In-universe information
- Seasons: CPD: 3, 4; CJ: 1; CM: 3; SVU: 19, 20;

= Peter Stone (Chicago Justice and Law & Order: Special Victims Unit) =

Fictional character on the Chicago franchise and Law & Order: Special Victims Unit

Peter Stone is a fictional character portrayed by Philip Winchester. Stone was initially a guest character as part of a backdoor pilot in the third season of the police procedural Chicago P.D. Following the success of the backdoor pilot and his character, Winchester was cast as a main character in Chicago Justice, a spin-off of Chicago P.D. During the character's time in the Chicago franchise a guest appearance was also made in Chicago Med. Following the cancellation of Chicago Justice, Winchester was cast as a series regular in Law & Order: Special Victims Unit. He departed SVU ahead of the series' twenty-first season.

==Personal life==
Stone is the son and second child of former Law & Order character Benjamin Stone, and the younger brother of Pamela Stone. He has an aunt Carol who raised him for most of his life. He was born circa 1980.

Before becoming a lawyer, Stone was a pitcher for the Chicago Cubs. He was forced to retire from baseball after tearing his UCL, and decided to follow in his father's footsteps by going to law school and becoming an assistant district attorney. Nevertheless, he has described having a difficult relationship with his workaholic father, who he felt cared more about prosecuting criminals than about his own family.

==Character overview==
===Chicago P.D. (2016)===
Cook County Assistant State's Attorney Peter Stone is first introduced in the third-season episode of Chicago P.D., entitled "Justice", which served as a backdoor pilot for Chicago Justice.

===Chicago Justice (2017)===
Following the success of the episode the character went on to appear as a main character in Chicago Justice. Stone has spent most of his adult life in Chicago, primarily as a prosecutor with the State's Attorney's office in Cook County.

===Other Chicago appearances (2016–17)===
The character later went on to make further guest appearances in Chicago P.D.. Stone also played a major role in a three-part crossover among Chicago Fire, P.D., and Justice. Following the cancellation of Chicago Justice, the character went on to reprise his role as a guest star in Chicago Med.

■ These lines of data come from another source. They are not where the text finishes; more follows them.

//! Node configuration.

use std::time::Duration;

use crate::actor::GraphActorConfig;
use crate::executor::ExecutorConfig;

/// Node configuration loaded from environment variables.
#[derive(Debug, Clone)]
pub struct Config {
    /// Base address of the FaaS backend
    pub faas_addr: String,

    /// PostgreSQL connection URL; in-memory persistence when unset
    pub database_url: Option<String>,

    /// Hard timeout for outbound FaaS HTTP calls
    pub http_timeout: Duration,

    /// Idle time before a live flow passivates
    pub inactivity_timeout: Duration,

    /// Idle time before a completed flow passivates, and the wait budget for
    /// stage result reads
    pub read_timeout: Duration,
}

impl Config {
    /// Load configuration from environment variables.
    pub fn from_env() -> anyhow::Result<Self> {
        dotenvy::dotenv().ok();

        let faas_addr = std::env::var("MILLRACE_FAAS_ADDR")
            .unwrap_or_else(|_| "http://localhost:8080/r".to_string());

        let database_url = std::env::var("MILLRACE_DATABASE_URL").ok();

        let http_timeout = duration_var("MILLRACE_HTTP_TIMEOUT_SECONDS", 300)?;
        let inactivity_timeout = duration_var("MILLRACE_INACTIVITY_TIMEOUT_SECONDS", 24 * 60 * 60)?;
        let read_timeout = duration_var("MILLRACE_READ_TIMEOUT_SECONDS", 5 * 60)?;

        Ok(Config {
            faas_addr,
            database_url,
            http_timeout,
            inactivity_timeout,
            read_timeout,
        })
    }

    pub fn executor_config(&self) -> ExecutorConfig {
        ExecutorConfig {
            faas_addr: self.faas_addr.clone(),
            request_timeout: self.http_timeout,
        }
    }

    pub fn actor_config(&self) -> GraphActorConfig {
        GraphActorConfig {
            inactivity_timeout: self.inactivity_timeout,
            read_timeout: self.read_timeout,
        }
    }
}

fn duration_var(name: &str, default_seconds: u64) -> anyhow::Result<Duration> {
    let seconds = match std::env::var(name) {
        Ok(raw) => raw
            .parse::<u64>()
            .map_err(|_| anyhow::anyhow!("{name} must be an integer number of seconds"))?,
        Err(_) => default_seconds,
    };
    Ok(Duration::from_secs(seconds))
}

===Law & Order: Special Victims Unit (2018–19)===

In his first appearance on Law & Order: SVU, Stone attends his father's funeral. He is later appointed by District Attorney Jack McCoy (Sam Waterston) as special counsel prosecuting Rafael Barba (Raúl Esparza) in the mercy killing of a terminally ill child, in the episode "The Undiscovered Country". When Olivia Benson (Mariska Hargitay) confronts him during the trial, he admits he sympathizes with Barba but cannot ignore the prosecution because he fears it will set a bad example to others. She urges him to talk to Barba and be more reasonable with him. This later results in Barba's being found not guilty, a result Stone ultimately approves.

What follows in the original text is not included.